1982 Yılında Fikret Kızılok ve Bülent Ortaçgil tarafından kurulan Çekirdek Sanat Evi, bugün bazı büyülü anlarını duyabildiğimiz ve hissedebildiğimiz bir anılar toplamı olarak karşımıza çıkıyor. Çekirdek Sanat Evi’nin ulaşabildiğimiz işitsel mirasında da “Zeynep”in sesini duyuyoruz. “Gel Dedi Yanıma, Bir de Burdan Bak” albümü, bir Çekirdek Resitali olarak “Zeynep” ismiyle gördüğümüz tek kayıt. Ne öncesine ne de sonrasına dair bir ize rastlamadığımız bu sesle baş başayız. Rafael Alberti’nin dizeleriyle “Sesim karada ölürse/ Denizlere kadar götürün onu/ Öylesi bir kıyı da yeter ki/ Denizlere kadar götürün onu” diyor, usul usul söylüyor ve denizlere kadar götürülüyoruz. Zeynep’in sesiyle “Öylesi bir kıyı da yeter ki” diyor ve kıyılara getiriliyoruz. Bu kıyılarda Zeynep’i aramaya başlıyoruz (Uzun süre bulamadık, uzak kıyılarda aradığımız içindi sanırım).
Zeynep’i dinledikten sonra sesini takip etme ve kendisine ulaşma isteğini içime düşüren bir merakı izlemeye başladım (Bu merakta yalnız olmadığımı öğrendim ve bazı sorularda birleşebildiğim Çekirdek severleri gördüm). Çekirdek Sanat Evi üzerine çalışan Karaca’nın (Karaca Yiğit Pehlivanlı) ve arkadaşı Kamil Batur’un, kayıtlardan birindeki “Çaylar” notunda Zeynep Emçioğlu ismine rastlamasıysa –benim için- nefessiz sevinçlerden biriydi. Umarım Zeynep’in sevenleri, dinleyenleri için de benzer sevinçlere vesile olur.
Çekirdek Sanat Evi’ndeki Zeynep’le, yani sesini takip ettiğimiz Zeynep Emçioğlu’yla kısacık söyleştik.
Çekirdek Sanat Evi’yle buluşma hikayeniz ve oradaki yaşantınız nasıldı? Öncesinde ve o sıralarda neler yapıyordunuz?
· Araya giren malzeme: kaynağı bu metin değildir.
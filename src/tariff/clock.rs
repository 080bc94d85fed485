//! Clock times and weekday codes used by tariff windows
//!
//! Times are whole minutes since midnight. 1440 is representable so that a
//! window can run to the end of the day.

use serde::{Deserialize, Serialize};
use std::fmt;
use std::str::FromStr;
use thiserror::Error;

pub const MINUTES_PER_DAY: u16 = 1440;

#[derive(Debug, Clone, PartialEq, Eq, Error)]
pub enum ClockTimeError {
    #[error("time '{0}' is not in HH:MM format")]
    Format(String),
    #[error("time '{0}' is out of range (00:00-24:00)")]
    OutOfRange(String),
    #[error("unknown day code '{0}' (expected MON..SUN)")]
    UnknownDay(String),
}

/// Minute of the day, 0..=1440
#[derive(Debug, Clone, Copy, PartialEq, Eq, PartialOrd, Ord, Hash, Serialize, Deserialize)]
#[serde(try_from = "String", into = "String")]
pub struct ClockTime(u16);

impl ClockTime {
    pub const MIDNIGHT: ClockTime = ClockTime(0);
    pub const END_OF_DAY: ClockTime = ClockTime(MINUTES_PER_DAY);

    pub fn from_minutes(minutes: u16) -> Option<Self> {
        (minutes <= MINUTES_PER_DAY).then_some(Self(minutes))
    }

    pub fn from_hm(hour: u16, minute: u16) -> Option<Self> {
        if hour == 24 && minute == 0 {
            return Some(Self::END_OF_DAY);
        }
        if hour < 24 && minute < 60 {
            Some(Self(hour * 60 + minute))
        } else {
            None
        }
    }

    /// Slot index to clock time, clamped to end of day
    pub(crate) fn from_slot(slot: usize) -> Self {
        Self(slot.min(MINUTES_PER_DAY as usize) as u16)
    }

    pub fn minutes(self) -> u16 {
        self.0
    }

    pub fn hour(self) -> u16 {
        self.0 / 60
    }

    pub fn minute(self) -> u16 {
        self.0 % 60
    }
}

/// Accepts "H:MM" or "HH:MM". "24:00" is the only value past 23:59.
impl FromStr for ClockTime {
    type Err = ClockTimeError;

    fn from_str(s: &str) -> Result<Self, Self::Err> {
        let format_err = || ClockTimeError::Format(s.to_string());

        let (hour, minute) = s.split_once(':').ok_or_else(format_err)?;
        let digits_ok = |part: &str, max_len: usize| {
            !part.is_empty() && part.len() <= max_len && part.bytes().all(|b| b.is_ascii_digit())
        };
        if !digits_ok(hour, 2) || minute.len() != 2 || !digits_ok(minute, 2) {
            return Err(format_err());
        }

        let hour: u16 = hour.parse().map_err(|_| format_err())?;
        let minute: u16 = minute.parse().map_err(|_| format_err())?;

        Self::from_hm(hour, minute).ok_or_else(|| ClockTimeError::OutOfRange(s.to_string()))
    }
}

impl TryFrom<String> for ClockTime {
    type Error = ClockTimeError;

    fn try_from(value: String) -> Result<Self, Self::Error> {
        value.parse()
    }
}

impl From<ClockTime> for String {
    fn from(time: ClockTime) -> Self {
        time.to_string()
    }
}

impl fmt::Display for ClockTime {
    fn fmt(&self, f: &mut fmt::Formatter<'_>) -> fmt::Result {
        write!(f, "{:02}:{:02}", self.hour(), self.minute())
    }
}

/// Weekday code as stored in plan data
#[derive(Debug, Clone, Copy, PartialEq, Eq, PartialOrd, Ord, Hash, Serialize, Deserialize)]
#[serde(rename_all = "UPPERCASE")]
pub enum DayCode {
    Mon,
    Tue,
    Wed,
    Thu,
    Fri,
    Sat,
    Sun,
}

impl DayCode {
    /// Monday-first, matching report order
    pub const ALL: [DayCode; 7] = [
        DayCode::Mon,
        DayCode::Tue,
        DayCode::Wed,
        DayCode::Thu,
        DayCode::Fri,
        DayCode::Sat,
        DayCode::Sun,
    ];

    pub fn index(self) -> usize {
        self as usize
    }

    pub fn code(self) -> &'static str {
        match self {
            DayCode::Mon => "MON",
            DayCode::Tue => "TUE",
            DayCode::Wed => "WED",
            DayCode::Thu => "THU",
            DayCode::Fri => "FRI",
            DayCode::Sat => "SAT",
            DayCode::Sun => "SUN",
        }
    }
}

impl FromStr for DayCode {
    type Err = ClockTimeError;

    fn from_str(s: &str) -> Result<Self, Self::Err> {
        DayCode::ALL
            .into_iter()
            .find(|day| day.code().eq_ignore_ascii_case(s.trim()))
            .ok_or_else(|| ClockTimeError::UnknownDay(s.to_string()))
    }
}

impl fmt::Display for DayCode {
    fn fmt(&self, f: &mut fmt::Formatter<'_>) -> fmt::Result {
        f.write_str(self.code())
    }
}

impl From<chrono::Weekday> for DayCode {
    fn from(weekday: chrono::Weekday) -> Self {
        DayCode::ALL[weekday.num_days_from_monday() as usize]
    }
}

impl From<DayCode> for chrono::Weekday {
    fn from(day: DayCode) -> Self {
        match day {
            DayCode::Mon => chrono::Weekday::Mon,
            DayCode::Tue => chrono::Weekday::Tue,
            DayCode::Wed => chrono::Weekday::Wed,
            DayCode::Thu => chrono::Weekday::Thu,
            DayCode::Fri => chrono::Weekday::Fri,
            DayCode::Sat => chrono::Weekday::Sat,
            DayCode::Sun => chrono::Weekday::Sun,
        }
    }
}



/// Kani formal verification proofs
#[cfg(kani)]
mod kani_proofs {
    use super::*;

    #[kani::proof]
    fn from_hm_bounded() {
        let hour: u16 = kani::any();
        let minute: u16 = kani::any();
        if let Some(time) = ClockTime::from_hm(hour, minute) {
            kani::assert(time.minutes() <= MINUTES_PER_DAY, "minute of day must be <= 1440");
        }
    }

    #[kani::proof]
    fn from_minutes_round_trip() {
        let minutes: u16 = kani::any();
        kani::assume(minutes <= MINUTES_PER_DAY);
        let time = ClockTime::from_minutes(minutes).unwrap();
        kani::assert(
            ClockTime::from_hm(time.hour(), time.minute()) == Some(time),
            "hour/minute split must round-trip",
        );
    }
}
Fikret Kızılok ve Bülent Ortaçgil çok beğendiğim, severek dinlediğim müzisyenlerdi. Çekirdek Sanat Evi’nin açıldığını duyduğumda gidip izlemek istedim. Gittiğim ilk gün Doğan Canku’nun resitali vardı. Ortam çok güzeldi, sıcaktı. O aralar Haydarpaşa Numune Hastanesi’nde çocuk psikoloğu olarak çalışıyordum. Bir süre sonra kendi yaptığım şarkıları Fikret Kızılok’a dinletmek üzere yeniden Çekirdek Sanat Evi’ne gittim. Kızılok şarkılardan birkaçını beğendi ve bana kendi yazdığı bir şarkı sözünü verip bestelememi istedi. Besteleyip dinlettiğimde çok beğenmişti. Kasetteki “Bu Kadar Zor Muydu Yaşamak” adlı şarkı bu şekilde ortaya çıktı. Sonrasında Çekirdek Sanat Evi iyice etkiledi beni. Ardarda diğer şarkılarım oluştu. Oluşan şarkıların düzenlemelerini Bülent Ortaçgil yaptı.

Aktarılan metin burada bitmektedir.